Трудно установить, как именно воспринимала Бару кинопублика — если не считать того достоверного факта, что актриса пользовалась бешеной популярностью, — но, похоже, она особенно импонировала зрительницам. Среди важных причин этой симпатии были, вероятно, те заявления, с которыми выступала Бара (возможно, озвучивая слова, так или иначе подсказанные ей рекламщиками Fox): о том, что она воплощает женские фантазии — побыть «прекрасной злодейкой» и свершить пугающую «феминистскую» расправу над обидчиками-мужчинами. Таким образом, фильмы, где она играла, предлагали зрительницам и картины долгожданной мести мужчинам-шовинистам, и образ свободной женщины, отвернувшейся от навязанных ей добродетельности и покорности и принимающей собственную греховность. В 1914–1919 годах все это еще было тесно увязано с арсеналом сатанинских образов: это отражалось и в названиях самих фильмов, и выливалось, например, в змеиные мотивы, которые накрепко переплелись с экранной и внеэкранной личиной Теды Бары.

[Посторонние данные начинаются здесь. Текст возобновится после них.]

#[cfg(test)]
mod tests {
    use super::*;
    use crate::error::LlmError;
    use crate::test_support::{GRAPH_REPLY, RAW_REPLY, ScriptedBackend, text_pdf};
    use axum_test::TestServer;
    use axum_test::multipart::{MultipartForm, Part};
    use std::time::Duration;

    fn test_config(upload_dir: &std::path::Path) -> Config {
        Config {
            upload_dir: Some(upload_dir.to_path_buf()),
            ..Config::default()
        }
    }

    fn server_with(backend: Option<Arc<ScriptedBackend>>, config: Config) -> TestServer {
        let backend = backend.map(|b| b as Arc<dyn CompletionBackend>);
        TestServer::new(build_router(AppState::new(config, backend))).unwrap()
    }

    fn pdf_form(bytes: Vec<u8>) -> MultipartForm {
        MultipartForm::new().add_part(
            "file",
            Part::bytes(bytes)
                .file_name("report.pdf")
                .mime_type("application/pdf"),
        )
    }

    #[tokio::test]
    async fn test_root_serves_ui() {
        let dir = tempfile::tempdir().unwrap();
        let server = server_with(None, test_config(dir.path()));

        let response = server.get("/").await;
        response.assert_status_ok();
        assert!(response.text().contains("HealthSync"));
    }

    #[tokio::test]
    async fn test_health_check() {
        let dir = tempfile::tempdir().unwrap();
        let server = server_with(None, test_config(dir.path()));

        let body: Value = server.get("/health").await.json();
        assert_eq!(body["status"], "healthy");
    }

    #[tokio::test]
    async fn test_status_without_credential() {
        let dir = tempfile::tempdir().unwrap();
        let server = server_with(None, test_config(dir.path()));

        let body: StatusResponse = server.get("/api/status").await.json();
        assert!(!body.analysis_enabled);
        assert_eq!(body.default_model, "gpt-4o");
        assert!(body.message.unwrap().contains("OPENAI_API_KEY"));
    }

    #[tokio::test]
    async fn test_analyze_without_credential_is_unavailable() {
        let dir = tempfile::tempdir().unwrap();
        let server = server_with(None, test_config(dir.path()));

        let response = server
            .post("/api/analyze")
            .multipart(pdf_form(text_pdf(&["Hemoglobin: 13.5 g/dL"])))
            .await;

        response.assert_status(StatusCode::SERVICE_UNAVAILABLE);
        let body: Value = response.json();
        assert_eq!(body["error"], "missing_credential");
    }

    #[tokio::test]
    async fn test_analyze_returns_three_results() {
        let dir = tempfile::tempdir().unwrap();
        let backend = Arc::new(ScriptedBackend::well_behaved());
        let server = server_with(Some(backend.clone()), test_config(dir.path()));

        let form = pdf_form(text_pdf(&["Patient: Jane Doe", "Hemoglobin: 13.5 g/dL"]))
            .add_text("model", "gpt-4-turbo");
        let response = server.post("/api/analyze").multipart(form).await;

        response.assert_status_ok();
        let report: AnalysisReport = response.json();
        assert_eq!(report.model, "gpt-4-turbo");
        assert_eq!(report.document.file_name.as_deref(), Some("report.pdf"));
        assert_eq!(report.raw_extraction.data["hemoglobin"], 13.5);
        assert!((0.0..=100.0).contains(&report.health_score.score));
        assert_eq!(report.graph_data.health_parameters["hemoglobin"], 13.5);
        assert_eq!(report.downloads.health_score, "health_analysis_report.json");

        assert_eq!(backend.call_count(), 3);
        assert_eq!(std::fs::read_dir(dir.path()).unwrap().count(), 0);
    }

    #[tokio::test]
    async fn test_empty_upload_reports_extraction_error() {
        let dir = tempfile::tempdir().unwrap();
        let backend = Arc::new(ScriptedBackend::well_behaved());
        let server = server_with(Some(backend.clone()), test_config(dir.path()));

        let response = server
            .post("/api/analyze")
            .multipart(pdf_form(Vec::new()))
            .await;

        response.assert_status(StatusCode::UNPROCESSABLE_ENTITY);
        let body: Value = response.json();
        assert_eq!(body["error"], "extraction_error");
        assert_eq!(backend.call_count(), 0);
    }

    #[tokio::test]
    async fn test_non_pdf_upload_reports_extraction_error() {
        let dir = tempfile::tempdir().unwrap();
        let server = server_with(
            Some(Arc::new(ScriptedBackend::well_behaved())),
            test_config(dir.path()),
        );

        let form = MultipartForm::new().add_part(
            "file",
            Part::bytes(b"just some notes".to_vec())
                .file_name("notes.txt")
                .mime_type("text/plain"),
        );
        let response = server.post("/api/analyze").multipart(form).await;

        response.assert_status(StatusCode::UNPROCESSABLE_ENTITY);
        let body: Value = response.json();
        assert!(body["message"].as_str().unwrap().contains("not a PDF"));
        assert_eq!(std::fs::read_dir(dir.path()).unwrap().count(), 0);
    }

    #[tokio::test]
    async fn test_missing_file_field_is_bad_request() {
        let dir = tempfile::tempdir().unwrap();
        let server = server_with(
            Some(Arc::new(ScriptedBackend::well_behaved())),
            test_config(dir.path()),
        );

        let form = MultipartForm::new().add_text("model", "gpt-4o");
        let response = server.post("/api/analyze").multipart(form).await;

        response.assert_status(StatusCode::BAD_REQUEST);
    }

    #[tokio::test]
    async fn test_unsupported_model_is_bad_request() {
        let dir = tempfile::tempdir().unwrap();
        let backend = Arc::new(ScriptedBackend::well_behaved());
        let server = server_with(Some(backend.clone()), test_config(dir.path()));

        let form = pdf_form(text_pdf(&["Hemoglobin: 13.5 g/dL"])).add_text("model", "gpt-2");
        let response = server.post("/api/analyze").multipart(form).await;

        response.assert_status(StatusCode::BAD_REQUEST);
        assert_eq!(backend.call_count(), 0);
    }

    #[tokio::test]
    async fn test_malformed_model_reply_is_reported_with_raw_output() {
        let dir = tempfile::tempdir().unwrap();
        let backend = Arc::new(ScriptedBackend::new(
            RAW_REPLY,
            "The patient looks healthy overall.",
            GRAPH_REPLY,
        ));
        let server = server_with(Some(backend), test_config(dir.path()));

        let response = server
            .post("/api/analyze")
            .multipart(pdf_form(text_pdf(&["Hemoglobin: 13.5 g/dL"])))
            .await;

        response.assert_status(StatusCode::BAD_GATEWAY);
        let body: Value = response.json();
        assert_eq!(body["error"], "schema_validation_error");
        assert_eq!(body["step"], "health_score");
        assert_eq!(body["raw_output"], "The patient looks healthy overall.");
        assert_eq!(std::fs::read_dir(dir.path()).unwrap().count(), 0);
    }

    #[tokio::test]
    async fn test_model_endpoint_failure_is_bad_gateway() {
        let dir = tempfile::tempdir().unwrap();
        let backend = Arc::new(ScriptedBackend::failing_with(LlmError::Status {
            status: 503,
            body: "upstream overloaded".to_string(),
        }));
        let server = server_with(Some(backend.clone()), test_config(dir.path()));

        let response = server
            .post("/api/analyze")
            .multipart(pdf_form(text_pdf(&["Hemoglobin: 13.5 g/dL"])))
            .await;

        response.assert_status(StatusCode::BAD_GATEWAY);
        let body: Value = response.json();
        assert_eq!(body["error"], "llm_error");
        assert!(body["message"].as_str().unwrap().contains("503"));
        assert!(body.get("raw_output").is_none());
        assert_eq!(backend.call_count(), 1);
        assert_eq!(std::fs::read_dir(dir.path()).unwrap().count(), 0);
    }

    #[tokio::test]
    async fn test_unwritable_upload_dir_is_internal_error() {
        let dir = tempfile::tempdir().unwrap();
        let backend = Arc::new(ScriptedBackend::well_behaved());
        let server = server_with(
            Some(backend.clone()),
            test_config(&dir.path().join("does-not-exist")),
        );

        let response = server
            .post("/api/analyze")
            .multipart(pdf_form(text_pdf(&["Hemoglobin: 13.5 g/dL"])))
            .await;

        response.assert_status(StatusCode::INTERNAL_SERVER_ERROR);
        let body: Value = response.json();
        assert_eq!(body["error"], "io_error");
        assert_eq!(backend.call_count(), 0);
    }

    #[tokio::test]
    async fn test_upload_is_not_read_until_a_permit_is_free() {
        let dir = tempfile::tempdir().unwrap();
        let backend: Arc<dyn CompletionBackend> = Arc::new(ScriptedBackend::well_behaved());
        let state = AppState::new(test_config(dir.path()), Some(backend));
        let permits = state.analysis_permits.clone();
        let server = TestServer::new(build_router(state)).unwrap();

        // A form without a file is rejected as soon as the body is read.
        let held = permits.clone().acquire_owned().await.unwrap();
        let waiting = tokio::time::timeout(
            Duration::from_millis(200),
            server
                .post("/api/analyze")
                .multipart(MultipartForm::new().add_text("model", "gpt-4o")),
        )
        .await;
        assert!(waiting.is_err(), "request was handled while every permit was taken");

        drop(held);
        let response = server
            .post("/api/analyze")
            .multipart(MultipartForm::new().add_text("model", "gpt-4o"))
            .await;
        response.assert_status(StatusCode::BAD_REQUEST);
        assert_eq!(permits.available_permits(), 1);
    }

    #[test]
    fn test_resolve_model() {
        let config = Config::default();
        assert_eq!(resolve_model(&config, None).unwrap(), "gpt-4o");
        assert_eq!(
            resolve_model(&config, Some("gpt-4-turbo".to_string())).unwrap(),
            "gpt-4-turbo"
        );
        assert!(resolve_model(&config, Some("davinci".to_string())).is_err());
    }
}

Дьявольские украшения как знак демократизации демонического женского образа

А теперь давайте отвлечемся от киноэкрана, от театральной сцены, от газетной светской хроники и от закрытых вечеринок высшего света и поглядим в другую сторону. Атрибуты, ассоциировавшиеся с такими женщинами, как Сара Бернар, Луиза Казати и Теда Бара, и с тем сатанинским очарованием, которое они олицетворяли, еще и хорошо продавались — в качестве ювелирных украшений со змеиными или демоническими мотивами. Популярность таких изделий достигла пика около 1900 года, но здесь мы рассматриваем этот феномен как часть более продолжительного и более широкого общественного течения — роста потребительской культуры. В странах Запада ее решительный взлет и укрепление пришлись на период с 1860 по 1914 год[1896]. Многие исследователи расценивают это явление как процесс демократизации — исходя из того, что, как выразился историк экономики Эминегюль Карабаба, «представители мелкой буржуазии и рабочего класса, жившие в крупных и даже маленьких городах, начали потреблять модные товары и небольшие предметы роскоши, у них появились досуг и увлечения»[1897]. Ранее все это оставалось уделом совсем немногочисленной элиты. А с гендерной точки зрения возникшая культура открыла новые возможности и для женщин, позволив им вырваться из тисков домашних обязанностей. Как отмечает историк Гюнтер Барт, «наиболее заметным признаком женской эмансипации в современном городе стало то, что женщины гораздо чаще стали самостоятельно делать покупки»[1898]. С конца 1970‐х годов в области изучения потребительской культуры XIX века наметилась тенденция отхода от дежурных нравоучительных порицаний «гедонизма» и «капиталистической массовой культуры», которые были характерны в особенности для социологических исследований. Ученые все чаще признавали, что однообразие, которому будто бы способствовали новые типы потребления, в действительности — как выразился социолог Руди Лерманс — представляло собой «разнородную массу творческих символических практик, которые подпитывались воображением отдельных личностей»[1899].